According to the company, it had received offers from various potential buyers for its remaining 24.91 per cent interest in FGIICL.
Moreover, FEL is also exploring the option to sell its 33.3 per cent stake in its life insurance JV — Future Generali India Life Insurance Company Limited (FGILICL) — as it progresses on its plans to monetise its investment in its insurance joint ventures with Generali.
“It is also exploring options for the sale of its 33.3 per cent interest in the life insurance JV and expects to complete the exit of its holding in the insurance joint ventures in a time-bound manner to meet its commitment under the One Time Restructuring (OTR) Plan implemented under a August 6, 2020 circular issued by the Reserve Bank of India in relation to the Resolution Framework for COVID-19 related stress,” it said. Generali had earlier this month received approval from the Competition Commission of India to purchase 16 per cent stake held by Industrial Investment Trust Limited in FGILICL.
It has also agreed to invest up to Rs 330 crore in tranches in FGILICL to fund its growth plans, it said. “Pursuant to these transactions, Generali will acquire a majority stake and control in both insurance joint ventures,” the Future Group said.

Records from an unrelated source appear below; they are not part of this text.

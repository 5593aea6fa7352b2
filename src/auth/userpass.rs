use std::path::Path;
use std::sync::Arc;

use super::password::{PasswordHasher, validate_credentials};
use super::{CredentialStore, TokenService};
use crate::error::{Error, Result};
use crate::store::SqliteKv;
use crate::types::User;

const BUCKET: &str = "dep-reg-auth";
const USER_PREFIX: &str = "user/";
const PASSWORD_PREFIX: &str = "pass/";

fn user_key(username: &str) -> String {
    format!("{USER_PREFIX}{username}")
}

fn password_key(username: &str) -> String {
    format!("{PASSWORD_PREFIX}{username}")
}

/// Username/password authentication backed by the embedded key-value store.
///
/// A user's profile and password hash are separate keys, so a profile can
/// exist without a password (no login possible) and vice versa.
pub struct UserPassAuth {
    db: SqliteKv,
    tokens: Arc<TokenService>,
    hasher: PasswordHasher,
}

impl UserPassAuth {
    pub fn open<P: AsRef<Path>>(db_path: P, tokens: Arc<TokenService>) -> Result<Self> {
        Ok(Self::new(SqliteKv::open(db_path)?, tokens))
    }

    #[must_use]
    pub fn new(db: SqliteKv, tokens: Arc<TokenService>) -> Self {
        Self {
            db,
            tokens,
            hasher: PasswordHasher::new(),
        }
    }
}

impl CredentialStore for UserPassAuth {
    fn login(&self, username: &str, password: &str) -> Result<String> {
        validate_credentials(username, password)?;

        let key = password_key(username);
        let hash = self
            .db
            .view(BUCKET, |b| b.get(&key))?
            .ok_or(Error::UserDoesNotExist)?;
        let hash = String::from_utf8(hash)
            .map_err(|_| Error::PasswordHash("stored hash is not valid UTF-8".to_string()))?;

        self.hasher.verify(password, &hash)?;
        self.tokens.generate(username)
    }

    fn add_user(&self, user: &User) -> Result<()> {
        if user.username.is_empty() {
            return Err(Error::UsernameEmpty);
        }

        let key = user_key(&user.username);
        self.db.update(BUCKET, |b| {
            if b.contains(&key)? {
                return Err(Error::UserAlreadyExists);
            }
            b.put_json(&key, user)
        })
    }

    fn update_user(&self, username: &str, user: &User) -> Result<()> {
        if username.is_empty() {
            return Err(Error::UsernameEmpty);
        }

        let record = User {
            username: username.to_string(),
            ..user.clone()
        };
        let key = user_key(username);
        self.db.update(BUCKET, |b| {
            if !b.contains(&key)? {
                return Err(Error::UserDoesNotExist);
            }
            b.put_json(&key, &record)
        })
    }

    fn set_password(&self, username: &str, password: &str) -> Result<()> {
        validate_credentials(username, password)?;

        let hash = self.hasher.hash(password)?;
        let key = password_key(username);
        self.db.update(BUCKET, |b| b.put(&key, hash.as_bytes()))
    }

    fn get_user(&self, username: &str) -> Result<User> {
        if username.is_empty() {
            return Err(Error::UsernameEmpty);
        }

        let key = user_key(username);
        self.db
            .view(BUCKET, |b| b.get_json(&key))?
            .ok_or(Error::NotFound)
    }

    fn list_users(&self) -> Result<Vec<User>> {
        self.db.view(BUCKET, |b| {
            let mut users = Vec::new();
            for key in b.keys()? {
                if !key.starts_with(USER_PREFIX) {
                    continue;
                }
                if let Some(user) = b.get_json::<User>(&key)? {
                    users.push(user);
                }
            }
            Ok(users)
        })
    }

    fn delete_user(&self, username: &str) -> Result<()> {
        if username.is_empty() {
            return Err(Error::UsernameEmpty);
        }

        let user = user_key(username);
        let password = password_key(username);
        self.db.update(BUCKET, |b| {
            b.delete(&user)?;
            b.delete(&password)?;
            Ok(())
        })
    }
}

FEL develops, owns and leases the retail infrastructure for Future Group, which owns and operates retail chains such as Big Bazaar, Easyday and Heritage, among others.
Like other Future Group firms, FEL had also entered into the OTR scheme for Covid-hit companies with a consortium of banks and lenders. As part of that, it has to repay the loan through asset monetisation.
In August 2020, the Kishore Biyani-led Future Group had announced a Rs 24,713 crore deal for the sale of its retail and wholesale business, and the logistics and warehousing business to Reliance Retail Ventures Limited, a subsidiary of Reliance Industries Limited.
As part of the deal, Future Enterprises Limited is the transferee company to Reliance Retail. Future Group’s 19 companies operating in retail, wholesale, logistics and warehousing assets would be consolidated into one entity — FEL — and then transferred to Reliance.
The matter is presently in dispute before the Supreme Court and the Singapore International Arbitration Centre (SIAC). Reliance Retail Ventures has, for the second time, extended the timeline for completing its Rs 24,713 crore deal with Future Group to March 31 as it still awaits regulatory and judicial clearances.